Appropriate regulatory elements, in particular, promoters will usually depend upon the host cell into which the expression vector is to be inserted. Where microbial host cells are used, promoters such as the lactose promoter system, trytophan (Tip) promoter system, (-lactamase promoter system or phage lambda promoter system are suitable. Where yeast cells are used, preferred promoters include alcohol dehydrogenase I or glycolytic promoters. In mammalian host cells, preferred promoters are those derived from immunoglobulin genes, SV40, Adenovirus, Bovine Papilloma virus etc. Suitable promoters for use in various host cells would be readily apparent to a person skilled in the art. In a fourth aspect of the present invention, there is provided host cell comprising a polynucleotide according to any of the aforementioned aspects, for expression of the polynucleotide. The host cell may comprise an expression vector, or naked DNA encoding said polynucleotides. A wide variety of suitable host cells are available, both eukaryotic and prokaryotic. Examples include bacteria such as E. coli, yeast, filamentous fungi, insect cells, mammalian cells, preferably immortalised, such as mouse, CHO, HeLa, myeloma or Jurkat cell lines, human and monkey cell lines and derivatives thereof. Such host cells are useful in drug screening systems to identify agents for use in diagnosis or treatment of individuals having, or being susceptible to bone damage, in particular low bone mineral density or fracture.

The method by which said polynucleotides are introduced into a host cell will usually depend upon the nature of both the vector/DNA and the target cell, and will include those known to a person skilled in the art. Suitable known methods include fusion, conjugation, transfection, transduction, electroporation or injection, as described in Sambrook et al.

In a fifth aspect of the present invention, there are provided antibodies which react (optionally or specific for) with an antigen such as a polynucleotide of the second aspect. Antibodies can be made by the procedure set forth by standard procedures. Briefly, purified antigen can be injected into an animal in an amount and in intervals sufficient to elicit an immune response. Antibodies can either be purified directly, or spleen cells can be obtained from the animal. The cells are then fused with an immortal cell line and screened for antibody secretion. The antibodies can be used to screen DNA clone libraries for cells secreting the antigen. Those positive clones can then be sequenced. Preferably, the antigen being detected and/or used to generate a particular antibody will comprise a polynucleotide or fragment according to the second aspect.
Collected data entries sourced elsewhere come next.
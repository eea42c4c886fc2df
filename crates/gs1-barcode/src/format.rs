//! Formatters turning a [`Barcode`] back into text.

use log::debug;

use crate::codec::{FormatterConfig, format_bracketed, format_element_string_with_config};
use crate::error::EncodeError;
use crate::model::{Barcode, Context};

/// Context format selecting the human-readable label formatter.
pub const LABEL_FORMAT: &str = "label";

/// One of the built-in formatters.
#[derive(Debug, Clone)]
pub enum Formatter {
    /// FNC1-prefixed element string for GS1 barcodes with attributes.
    /// Values are emitted as stored, so GTIN-8, GTIN-12 and GTIN-13 keys
    /// under AI 01 stay unpadded.
    ElementString(FormatterConfig),
    /// Human-readable `(01) 12345678901231 (10) ABC` text, selected with
    /// the "label" format.
    ReadableLabel,
    /// The barcode value as is. Supports every barcode.
    Plain,
}

impl Formatter {
    pub fn name(&self) -> &'static str {
        match self {
            Formatter::ElementString(_) => "element_string",
            Formatter::ReadableLabel => "readable_label",
            Formatter::Plain => "plain",
        }
    }

    /// The element-string formatter does not look at the symbology here; an
    /// unknown one is reported by [`Formatter::format`].
    pub fn supports(&self, barcode: &Barcode, ctx: &Context) -> bool {
        let gs1_fields = barcode.is_gs1() && !barcode.attributes.is_empty();
        match self {
            Formatter::ElementString(_) => gs1_fields && !ctx.format_is(LABEL_FORMAT),
            Formatter::ReadableLabel => gs1_fields && ctx.format_is(LABEL_FORMAT),
            Formatter::Plain => true,
        }
    }

    pub fn format(&self, barcode: &Barcode, ctx: &Context) -> Result<String, EncodeError> {
        match self {
            Formatter::ElementString(config) => {
                let symbology = config.resolve_symbology(ctx.symbol.as_deref(), barcode.symbol)?;
                format_element_string_with_config(barcode.fields(), symbology, config)
            }
            Formatter::ReadableLabel => format_bracketed(barcode.fields()),
            Formatter::Plain => Ok(barcode.value.clone()),
        }
    }
}

/// Ordered formatters; the first one that supports the barcode formats it.
///
/// Format errors are not retried with the next formatter.
#[derive(Debug, Clone)]
pub struct FormatterChain {
    formatters: Vec<Formatter>,
}

impl Default for FormatterChain {
    fn default() -> Self {
        Self::with_config(FormatterConfig::default())
    }
}

impl FormatterChain {
    pub fn new(formatters: Vec<Formatter>) -> Self {
        Self { formatters }
    }

    /// The default chain with a custom element-string configuration.
    pub fn with_config(config: FormatterConfig) -> Self {
        Self::new(vec![
            Formatter::ElementString(config),
            Formatter::ReadableLabel,
            Formatter::Plain,
        ])
    }

    pub fn formatters(&self) -> &[Formatter] {
        &self.formatters
    }

    pub fn supports(&self, barcode: &Barcode, ctx: &Context) -> bool {
        self.formatters.iter().any(|f| f.supports(barcode, ctx))
    }

    pub fn format(&self, barcode: &Barcode, ctx: &Context) -> Result<String, EncodeError> {
        let formatter = self
            .formatters
            .iter()
            .find(|f| f.supports(barcode, ctx))
            .ok_or(EncodeError::NoFormatter)?;
        debug!("formatting barcode with {} formatter", formatter.name());
        formatter.format(barcode, ctx)
    }
}
//! Application identifier registry.
//!
//! Static, read-only tables built once on first use:
//! - known AI codes with their labels
//! - fixed-length AIs and their element length
//! - identifier type to AI mapping
//! - the character set values may use when formatted
//!
//! Fixed lengths are GS1 element lengths and include the AI itself: `00` has
//! length 20 (2 AI digits + 18-digit SSCC), `3103` has length 10 (4 AI
//! digits + 6 data digits). Any AI missing from the fixed-length table is
//! variable length and terminated by a group separator or end of input.

use lazy_static::lazy_static;
use rustc_hash::FxHashMap;

use crate::model::IdentifierType;

/// Shortest AI code.
pub const MIN_AI_LEN: usize = 2;

/// Longest AI code.
pub const MAX_AI_LEN: usize = 4;

/// A registered application identifier.
#[derive(Debug, Clone, PartialEq, Eq)]
pub struct ApplicationIdentifier {
    /// 2 to 4 digit code, e.g. "01" or "3103".
    pub code: String,
    /// Human-readable description.
    pub label: &'static str,
    /// Element length including the AI, for fixed-length fields.
    pub fixed_length: Option<usize>,
}

impl ApplicationIdentifier {
    pub fn is_fixed_length(&self) -> bool {
        self.fixed_length.is_some()
    }

    /// Number of data characters following the AI in a fixed-length field.
    pub fn data_length(&self) -> Option<usize> {
        self.fixed_length
            .map(|len| len.saturating_sub(self.code.len()))
    }

    /// The identifier type carried under this AI, if any.
    pub fn identifier_type(&self) -> Option<IdentifierType> {
        identifier_for_ai(&self.code)
    }
}

/// Exact fixed-length entries.
const FIXED_LENGTHS: &[(&str, usize)] = &[
    ("00", 20),
    ("01", 16),
    ("02", 16),
    ("03", 16),
    ("04", 18),
    ("11", 8),
    ("12", 8),
    ("13", 8),
    ("14", 8),
    ("15", 8),
    ("16", 8),
    ("17", 8),
    ("18", 8),
    ("19", 8),
    ("20", 4),
    ("41", 16),
];

/// Measure AI ranges: each 3-digit prefix is combined with a decimal point
/// indicator 0-9 and has element length 10.
const MEASURE_RANGES: &[(u16, u16)] = &[
    (310, 316),
    (320, 326),
    (330, 336),
    (340, 346),
    (350, 356),
    (360, 366),
];

const MEASURE_LENGTH: usize = 10;

/// Labels for the AIs that are not measures.
const LABELS: &[(&str, &str)] = &[
    ("00", "Serial Shipping Container Code (SSCC)"),
    ("01", "Global Trade Item Number (GTIN)"),
    ("02", "GTIN of Contained Trade Items"),
    ("03", "Reserved (fixed length)"),
    ("04", "Reserved (fixed length)"),
    ("10", "Batch or Lot Number"),
    ("11", "Production Date"),
    ("12", "Due Date"),
    ("13", "Packaging Date"),
    ("14", "Reserved (date)"),
    ("15", "Best Before Date"),
    ("16", "Sell By Date"),
    ("17", "Expiration Date"),
    ("18", "Reserved (date)"),
    ("19", "Reserved (date)"),
    ("20", "Internal Product Variant"),
    ("21", "Serial Number"),
    ("22", "Consumer Product Variant"),
    ("240", "Additional Product Identification"),
    ("241", "Customer Part Number"),
    ("242", "Made-to-Order Variation Number"),
    ("243", "Packaging Component Number"),
    ("250", "Secondary Serial Number"),
    ("251", "Reference to Source Entity"),
    ("253", "Global Document Type Identifier (GDTI)"),
    ("254", "GLN Extension Component"),
    ("255", "Global Coupon Number (GCN)"),
    ("30", "Variable Count of Items"),
    ("37", "Count of Trade Items"),
    ("400", "Customer's Purchase Order Number"),
    ("401", "Global Identification Number for Consignment (GINC)"),
    ("402", "Global Shipment Identification Number (GSIN)"),
    ("403", "Routing Code"),
    ("41", "Reserved (fixed length)"),
    ("410", "Ship To / Deliver To GLN"),
    ("411", "Bill To / Invoice To GLN"),
    ("412", "Purchased From GLN"),
    ("413", "Ship For / Deliver For GLN"),
    ("414", "Global Location Number (GLN)"),
    ("415", "Invoicing Party GLN"),
    ("416", "Production or Service Location GLN"),
    ("417", "Party GLN"),
    ("420", "Ship To Postal Code"),
    ("421", "Ship To Postal Code with ISO Country Code"),
    ("422", "Country of Origin"),
    ("423", "Country of Initial Processing"),
    ("424", "Country of Processing"),
    ("425", "Country of Disassembly"),
    ("426", "Country Covering Full Process Chain"),
    ("7001", "NATO Stock Number"),
    ("7002", "UN/ECE Meat Carcasses and Cuts Classification"),
    ("7003", "Expiration Date and Time"),
    ("8001", "Roll Products"),
    ("8002", "Cellular Mobile Telephone Identifier"),
    ("8003", "Global Returnable Asset Identifier (GRAI)"),
    ("8004", "Global Individual Asset Identifier (GIAI)"),
    ("8005", "Price per Unit of Measure"),
    ("8006", "Identification of an Individual Trade Item Piece"),
    ("8007", "International Bank Account Number"),
    ("8008", "Date and Time of Production"),
    ("8018", "Global Service Relation Number (GSRN)"),
    ("8020", "Payment Slip Reference Number"),
    ("90", "Information Mutually Agreed Between Trading Partners"),
    ("91", "Company Internal Information"),
    ("92", "Company Internal Information"),
    ("93", "Company Internal Information"),
    ("94", "Company Internal Information"),
    ("95", "Company Internal Information"),
    ("96", "Company Internal Information"),
    ("97", "Company Internal Information"),
    ("98", "Company Internal Information"),
    ("99", "Company Internal Information"),
];

/// Labels for the measure prefixes, by 3-digit prefix.
fn measure_label(prefix: u16) -> &'static str {
    match prefix {
        310 => "Net Weight (kg)",
        311 => "Length (m)",
        312 => "Width (m)",
        313 => "Height (m)",
        314 => "Area (m2)",
        315 => "Net Volume (l)",
        316 => "Net Volume (m3)",
        320 => "Net Weight (lb)",
        321 => "Length (in)",
        322 => "Length (ft)",
        323 => "Length (yd)",
        324 => "Width (in)",
        325 => "Width (ft)",
        326 => "Width (yd)",
        330 => "Logistic Weight (kg)",
        331 => "Logistic Length (m)",
        332 => "Logistic Width (m)",
        333 => "Logistic Height (m)",
        334 => "Logistic Area (m2)",
        335 => "Logistic Volume (l)",
        336 => "Logistic Volume (m3)",
        340 => "Logistic Weight (lb)",
        341 => "Logistic Length (in)",
        342 => "Logistic Length (ft)",
        343 => "Logistic Length (yd)",
        344 => "Logistic Width (in)",
        345 => "Logistic Width (ft)",
        346 => "Logistic Width (yd)",
        350 => "Area (in2)",
        351 => "Area (ft2)",
        352 => "Area (yd2)",
        353 => "Logistic Area (in2)",
        354 => "Logistic Area (ft2)",
        355 => "Logistic Area (yd2)",
        356 => "Net Weight (troy oz)",
        360 => "Net Volume (qt)",
        361 => "Net Volume (gal)",
        362 => "Logistic Volume (qt)",
        363 => "Logistic Volume (gal)",
        364 => "Net Volume (in3)",
        365 => "Net Volume (ft3)",
        366 => "Net Volume (yd3)",
        _ => "Measure",
    }
}

/// Expands a measure range into 4-digit codes (`3100`..`3169` for 310..316).
fn expand_measure_range(start: u16, end: u16) -> impl Iterator<Item = (String, u16)> {
    (start..=end).flat_map(|prefix| (0..=9).map(move |indicator| (format!("{prefix}{indicator}"), prefix)))
}

fn build_fixed_lengths() -> FxHashMap<String, usize> {
    let mut table: FxHashMap<String, usize> = FIXED_LENGTHS
        .iter()
        .map(|(code, len)| (code.to_string(), *len))
        .collect();
    for (start, end) in MEASURE_RANGES {
        for (code, _) in expand_measure_range(*start, *end) {
            table.insert(code, MEASURE_LENGTH);
        }
    }
    table
}

fn build_registry(fixed: &FxHashMap<String, usize>) -> FxHashMap<String, ApplicationIdentifier> {
    let mut registry = FxHashMap::default();
    for (code, label) in LABELS {
        registry.insert(
            code.to_string(),
            ApplicationIdentifier {
                code: code.to_string(),
                label: *label,
                fixed_length: fixed.get(*code).copied(),
            },
        );
    }
    for (start, end) in MEASURE_RANGES {
        for (code, prefix) in expand_measure_range(*start, *end) {
            let fixed_length = fixed.get(&code).copied();
            registry.insert(
                code.clone(),
                ApplicationIdentifier {
                    code,
                    label: measure_label(prefix),
                    fixed_length,
                },
            );
        }
    }
    registry
}

lazy_static! {
    static ref FIXED_LENGTH_TABLE: FxHashMap<String, usize> = build_fixed_lengths();
    static ref REGISTRY: FxHashMap<String, ApplicationIdentifier> =
        build_registry(&FIXED_LENGTH_TABLE);
}

/// Looks up a known AI.
pub fn lookup(code: &str) -> Option<&'static ApplicationIdentifier> {
    REGISTRY.get(code)
}

/// Returns true if the AI is registered.
pub fn is_known(code: &str) -> bool {
    REGISTRY.contains_key(code)
}

/// Returns the AI label, if registered.
pub fn label(code: &str) -> Option<&'static str> {
    lookup(code).map(|ai| ai.label)
}

/// Returns the element length (AI included) of a fixed-length AI.
///
/// `None` means the AI is variable length.
pub fn fixed_length(code: &str) -> Option<usize> {
    FIXED_LENGTH_TABLE.get(code).copied()
}

/// Returns the number of data characters of a fixed-length AI.
pub fn data_length(code: &str) -> Option<usize> {
    fixed_length(code).map(|len| len.saturating_sub(code.len()))
}

/// Finds the longest registered AI at the start of `input`.
///
/// AI codes are not self-delimiting, so 4, 3 and then 2 leading digits are
/// tried against the registry in that order.
pub fn match_prefix(input: &str) -> Option<&'static ApplicationIdentifier> {
    let bytes = input.as_bytes();
    (MIN_AI_LEN..=MAX_AI_LEN).rev().find_map(|len| {
        let candidate = bytes.get(..len)?;
        if !candidate.iter().all(u8::is_ascii_digit) {
            return None;
        }
        // All ASCII digits, so the byte range is a char boundary.
        lookup(&input[..len])
    })
}

/// Iterates every registered AI (unordered).
pub fn known_identifiers() -> impl Iterator<Item = &'static ApplicationIdentifier> {
    REGISTRY.values()
}

/// Returns the canonical AI for an identifier type.
pub fn ai_for(kind: IdentifierType) -> &'static str {
    match kind {
        IdentifierType::Gtin => "01",
        IdentifierType::Sscc => "00",
        IdentifierType::Gln => "414",
        IdentifierType::Grai => "8003",
        IdentifierType::Giai => "8004",
        IdentifierType::Gsrn => "8018",
        IdentifierType::Gdti => "253",
        IdentifierType::Ginc => "401",
        IdentifierType::Gsin => "402",
    }
}

/// Returns the identifier type whose canonical AI is `code`.
pub fn identifier_for_ai(code: &str) -> Option<IdentifierType> {
    IdentifierType::ALL
        .into_iter()
        .find(|kind| ai_for(*kind) == code)
}

/// Returns true if `ch` may appear in a formatted AI value.
///
/// This is the GS1 encodable subset of printable ASCII: space, digits,
/// letters and `! " % & ' ( ) * + , - . / : ; < = > ?`.
pub fn is_encodable(ch: char) -> bool {
    ch.is_ascii_alphanumeric()
        || matches!(
            ch,
            ' ' | '!'
                | '"'
                | '%'
                | '&'
                | '\''
                | '('
                | ')'
                | '*'
                | '+'
                | ','
                | '-'
                | '.'
                | '/'
                | ':'
                | ';'
                | '<'
                | '='
                | '>'
                | '?'
        )
}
The detection of binding of the antibody to the antigen in a sample may be assisted by methods known in the art, such as the use of a secondary antibody which binds to the first antibody, or a ligand. Immunoassays including immunofluorescence assays (IFA) and enzyme linked immunosorbet assays (ELISA) and immunoblotting may be used to detect the presence of the antigen. For example, where ELISA is used, the method may comprise binding the antibody to a substrate, contacting the bound antibody with the sample containing the antigen, contacting the above with a second antibody bound to a detectable moiety (typically an enzyme such as horse radish peroxidase or alkaline phosphatase), contacting the above with a substrate for the enzyme, and finally observing the colour change which is indicative of the presence of the antigen in the sample.
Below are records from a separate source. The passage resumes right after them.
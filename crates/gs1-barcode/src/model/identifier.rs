//! GS1 identification key types.

use std::fmt;

/// A GS1 identification key type.
#[derive(Debug, Clone, Copy, PartialEq, Eq, Hash)]
#[cfg_attr(feature = "serde", derive(serde::Serialize, serde::Deserialize))]
pub enum IdentifierType {
    /// Global Trade Item Number (8, 12, 13 or 14 digits)
    Gtin,
    /// Serial Shipping Container Code (18 digits)
    Sscc,
    /// Global Location Number (13 digits)
    Gln,
    /// Global Returnable Asset Identifier (14 digits + optional serial)
    Grai,
    /// Global Individual Asset Identifier (up to 30 characters)
    Giai,
    /// Global Service Relation Number (18 digits)
    Gsrn,
    /// Global Document Type Identifier (13 digits + optional serial)
    Gdti,
    /// Global Identification Number for Consignment (up to 30 characters)
    Ginc,
    /// Global Shipment Identification Number (17 digits)
    Gsin,
}

impl IdentifierType {
    /// Every key type, in declaration order.
    pub const ALL: [IdentifierType; 9] = [
        IdentifierType::Gtin,
        IdentifierType::Sscc,
        IdentifierType::Gln,
        IdentifierType::Grai,
        IdentifierType::Giai,
        IdentifierType::Gsrn,
        IdentifierType::Gdti,
        IdentifierType::Ginc,
        IdentifierType::Gsin,
    ];

    /// Returns the upper-case GS1 acronym (e.g., "GTIN").
    pub fn name(self) -> &'static str {
        match self {
            IdentifierType::Gtin => "GTIN",
            IdentifierType::Sscc => "SSCC",
            IdentifierType::Gln => "GLN",
            IdentifierType::Grai => "GRAI",
            IdentifierType::Giai => "GIAI",
            IdentifierType::Gsrn => "GSRN",
            IdentifierType::Gdti => "GDTI",
            IdentifierType::Ginc => "GINC",
            IdentifierType::Gsin => "GSIN",
        }
    }

    /// Parses an acronym, ignoring ASCII case.
    pub fn from_name(name: &str) -> Option<IdentifierType> {
        Self::ALL
            .into_iter()
            .find(|kind| kind.name().eq_ignore_ascii_case(name.trim()))
    }

    /// Returns the canonical application identifier for this key type.
    pub fn ai(self) -> &'static str {
        crate::registry::ai_for(self)
    }

    /// Returns true if the key carries a mod-10 check digit.
    pub fn has_check_digit(self) -> bool {
        !matches!(self, IdentifierType::Giai | IdentifierType::Ginc)
    }
}

impl fmt::Display for IdentifierType {
    fn fmt(&self, f: &mut fmt::Formatter<'_>) -> fmt::Result {
        f.write_str(self.name())
    }
}

#[cfg(test)]
mod tests {
    use super::*;

    #[test]
    fn test_name_roundtrip() {
        for kind in IdentifierType::ALL {
            assert_eq!(IdentifierType::from_name(kind.name()), Some(kind));
        }
        assert_eq!(IdentifierType::from_name(" gtin "), Some(IdentifierType::Gtin));
        assert_eq!(IdentifierType::from_name("EAN"), None);
    }

    #[test]
    fn test_check_digit_bearing() {
        assert!(IdentifierType::Gtin.has_check_digit());
        assert!(IdentifierType::Gdti.has_check_digit());
        assert!(!IdentifierType::Giai.has_check_digit());
        assert!(!IdentifierType::Ginc.has_check_digit());
    }
}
In a sixth aspect of the present invention, there is provided a transgenic non- human animal comprising a polynucleotide according to the second aspect of the invention. Transgenic non-human animals are useful for the analysis of the single nucleotide polymorphisms and their phenotypic effect. Expression of a polynucleotide of the invention in a transgenic non-human animal is usually achieved by operably linking the polynucleotide to a promoter and/or enhancer sequence, preferably to produce a vector as previously described, and introducing this into an embryonic stem cell of a host animal by microinjection techniques. The transgene construct should then undergo homologous recombination with the endogenous gene of the host. Those embryonic stem cells comprising the desired polynucleotide sequence may be selected, usually by monitoring expression of a marker gene, and used to generate a non-human transgenic animal. Preferred host animals include mice and other rodents. In a preferred embodiment, the transgenic non-human animal may comprise an anti-sense nucleic acid sequence of the second aspect. The expression of an anti-sense sequence in a transgenic non-human animal may be useful in determining the effects of such sequences of high bone mineral density, or in neutralising deleterious effects of variant genes in an animal. Preferably, the host animal will be one, which is susceptible to bone damage, in particular low bone mineral density or fracture. The condition may be naturally occurring or artificially induced.
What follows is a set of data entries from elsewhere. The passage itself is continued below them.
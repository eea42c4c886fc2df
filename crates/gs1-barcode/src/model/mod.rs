//! Data model types.
//!
//! This module contains the core types for representing barcodes:
//! - Barcodes and their attributes
//! - Insertion-ordered metadata
//! - GS1 identification key types
//! - Symbologies and their FNC1 prefixes
//! - Per-call context hints
//! - Builders (ergonomic construction)

pub mod barcode;
pub mod builder;
pub mod context;
pub mod identifier;
pub mod metadata;
pub mod symbology;

pub use barcode::{Barcode, BarcodeAttribute, BarcodeType, STANDARD_GS1};
pub use builder::{AttributeBuilder, BarcodeBuilder};
pub use context::Context;
pub use identifier::IdentifierType;
pub use metadata::{Metadata, MetadataValue};
pub use symbology::{GROUP_SEPARATOR, Symbology, UNKNOWN_SYMBOLOGY};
The seventh aspect of the invention also provides the use of the transgenic non-human animal of the sixth aspect, in screening for an agent for use in the determination of an individual having, or being susceptible to bone damage, in particular low bone mineral density or fracture.

In some preferred embodiments, for example where the susceptibility to bone damage, in particular low bone mineral density or fracture has been artificially induced, the transgenic non-human animal will be modulated to no longer express the corresponding endogenous MINT/SHARP gene. Such animals may be referred to as "knock out". In some cases, it may be appropriate to modulate the expression of the endogenous genes, or express the polynucleotides of the present invention, in specific tissues. This approach removes viability problems if the expression of a gene is abolished or induced in all tissues.

In a seventh aspect of the present invention there is provided a method of screening for an agent for use in the determination of individuals having, or being susceptible to, bone damage, in particular low bone mineral density or fracture, said method comprising contacting a putative agent with a polynucleotide according to the second aspect of the present invention, and monitoring the reaction therebetween. Potential agents are those which react differently with a variant of the invention and a reference allele. The reference allele may be the wild-type allele (i.e. without a polymorphism). It is envisaged that the present method may be carried out by contacting a putative agent with a host cell or transgenic non-human animal comprising a polynucleotide or protein according to the invention. Putative agents will include those known to persons skilled in the art, and include chemical or biological compounds, such as anti-sense polynucleotide sequences complementary to the coding sequences of the first aspect, or polyclonal or monoclonal antibodies which bind to a product such as a protein or protein fragment of the second aspect. The agents identified in the present method may be useful as agents which modulate MINT/SHARP binding, and therefore as a regulator of osteocalcin expression. They may also be useful in determining susceptibility to bone damage, in particular low bone mineral density or fracture, or in the diagnosis, prognosis or treatment of related conditions.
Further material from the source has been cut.